Exercise: Search the entries below for "written" and copy each matching line.

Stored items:
BEGIN

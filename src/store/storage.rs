//! Key-value storage abstraction.
//!
//! The roster persists as JSON payloads under string keys. The backend is
//! injected behind the [`Storage`] trait so the scheduler and the roster
//! facade stay storage-agnostic; [`MemoryStorage`] is the built-in
//! backend.
//!
//! Typed access goes through the free helpers: [`get_item`] / [`set_item`]
//! for serde round-trips, [`initialize`] for seed-if-absent, and
//! [`reconcile`] for replacing a stored collection whose shape no longer
//! matches the seed (the lazy schema-drift check the roster runs on open).

use serde::de::DeserializeOwned;
use serde::Serialize;
use std::collections::HashMap;
use thiserror::Error;

/// Storage and roster failures.
#[derive(Debug, Error)]
pub enum StoreError {
    /// The backend rejected an operation.
    #[error("storage backend error for key '{key}': {message}")]
    Backend {
        /// Affected key.
        key: String,
        /// Backend-specific description.
        message: String,
    },
    /// A value could not be serialized to JSON.
    #[error("failed to encode value for key '{key}'")]
    Encode {
        /// Affected key.
        key: String,
        #[source]
        source: serde_json::Error,
    },
    /// A stored payload could not be deserialized.
    #[error("failed to decode value for key '{key}'")]
    Decode {
        /// Affected key.
        key: String,
        #[source]
        source: serde_json::Error,
    },
    /// A roster entity lookup failed.
    #[error("{entity} '{id}' not found")]
    NotFound {
        /// Entity kind ("presenter", "table").
        entity: &'static str,
        /// Requested ID.
        id: String,
    },
}

/// An injected key-value backend holding JSON payloads.
pub trait Storage {
    /// Reads the payload stored under `key`, if any.
    fn read(&self, key: &str) -> Result<Option<String>, StoreError>;

    /// Stores `value` under `key`, replacing any previous payload.
    fn write(&mut self, key: &str, value: &str) -> Result<(), StoreError>;

    /// Removes the payload under `key`. Missing keys are not an error.
    fn remove(&mut self, key: &str) -> Result<(), StoreError>;

    /// Removes every stored payload.
    fn clear(&mut self) -> Result<(), StoreError>;
}

/// Process-local storage backend.
#[derive(Debug, Clone, Default)]
pub struct MemoryStorage {
    entries: HashMap<String, String>,
}

impl MemoryStorage {
    /// Creates an empty backend.
    pub fn new() -> Self {
        Self::default()
    }

    /// Number of stored keys.
    pub fn len(&self) -> usize {
        self.entries.len()
    }

    /// Whether nothing is stored.
    pub fn is_empty(&self) -> bool {
        self.entries.is_empty()
    }
}

impl Storage for MemoryStorage {
    fn read(&self, key: &str) -> Result<Option<String>, StoreError> {
        Ok(self.entries.get(key).cloned())
    }

    fn write(&mut self, key: &str, value: &str) -> Result<(), StoreError> {
        self.entries.insert(key.to_string(), value.to_string());
        Ok(())
    }

    fn remove(&mut self, key: &str) -> Result<(), StoreError> {
        self.entries.remove(key);
        Ok(())
    }

    fn clear(&mut self) -> Result<(), StoreError> {
        self.entries.clear();
        Ok(())
    }
}

/// Reads and decodes the value under `key`, if present.
pub fn get_item<T: DeserializeOwned>(
    storage: &dyn Storage,
    key: &str,
) -> Result<Option<T>, StoreError> {
    match storage.read(key)? {
        None => Ok(None),
        Some(payload) => serde_json::from_str(&payload)
            .map(Some)
            .map_err(|source| StoreError::Decode {
                key: key.to_string(),
                source,
            }),
    }
}

/// Encodes and stores `value` under `key`.
pub fn set_item<T: Serialize>(
    storage: &mut dyn Storage,
    key: &str,
    value: &T,
) -> Result<(), StoreError> {
    let payload = serde_json::to_string(value).map_err(|source| StoreError::Encode {
        key: key.to_string(),
        source,
    })?;
    storage.write(key, &payload)
}

/// Stores `seed` under `key` only if the key is absent.
///
/// Returns `true` when the seed was written.
pub fn initialize<T: Serialize>(
    storage: &mut dyn Storage,
    key: &str,
    seed: &T,
) -> Result<bool, StoreError> {
    if storage.read(key)?.is_some() {
        return Ok(false);
    }
    set_item(storage, key, seed)?;
    Ok(true)
}

/// Replaces the collection under `key` when its shape drifted from `seed`.
///
/// A stored collection is replaced when it no longer decodes (schema
/// change) or when its row count differs from the seed's (mock-data
/// change). Returns `true` when the seed was written.
pub fn reconcile<T: Serialize + DeserializeOwned>(
    storage: &mut dyn Storage,
    key: &str,
    seed: &[T],
) -> Result<bool, StoreError> {
    let stored: Option<Vec<T>> = match get_item(storage, key) {
        Ok(v) => v,
        Err(StoreError::Decode { .. }) => None,
        Err(other) => return Err(other),
    };

    let stale = match stored {
        None => true,
        Some(rows) => rows.len() != seed.len(),
    };

    if stale {
        log::debug!("reconciling stale collection under '{key}'");
        set_item(storage, key, &seed)?;
    }
    Ok(stale)
}
//! Roster persistence.
//!
//! The hosting dashboard treats a key-value store as its backend. This
//! module reimplements that as an injected [`Storage`] trait plus a typed
//! [`Roster`] facade with lazy seed-and-reconcile initialization, keeping
//! the scheduler itself storage-agnostic.

mod roster;
pub mod seed;
mod storage;

pub use roster::{Roster, PRESENTERS_KEY, TABLES_KEY, USERS_KEY};
pub use storage::{
    get_item, initialize, reconcile, set_item, MemoryStorage, Storage, StoreError,
};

END

Response:
/// Returns `true` when the seed was written.
/// change). Returns `true` when the seed was written.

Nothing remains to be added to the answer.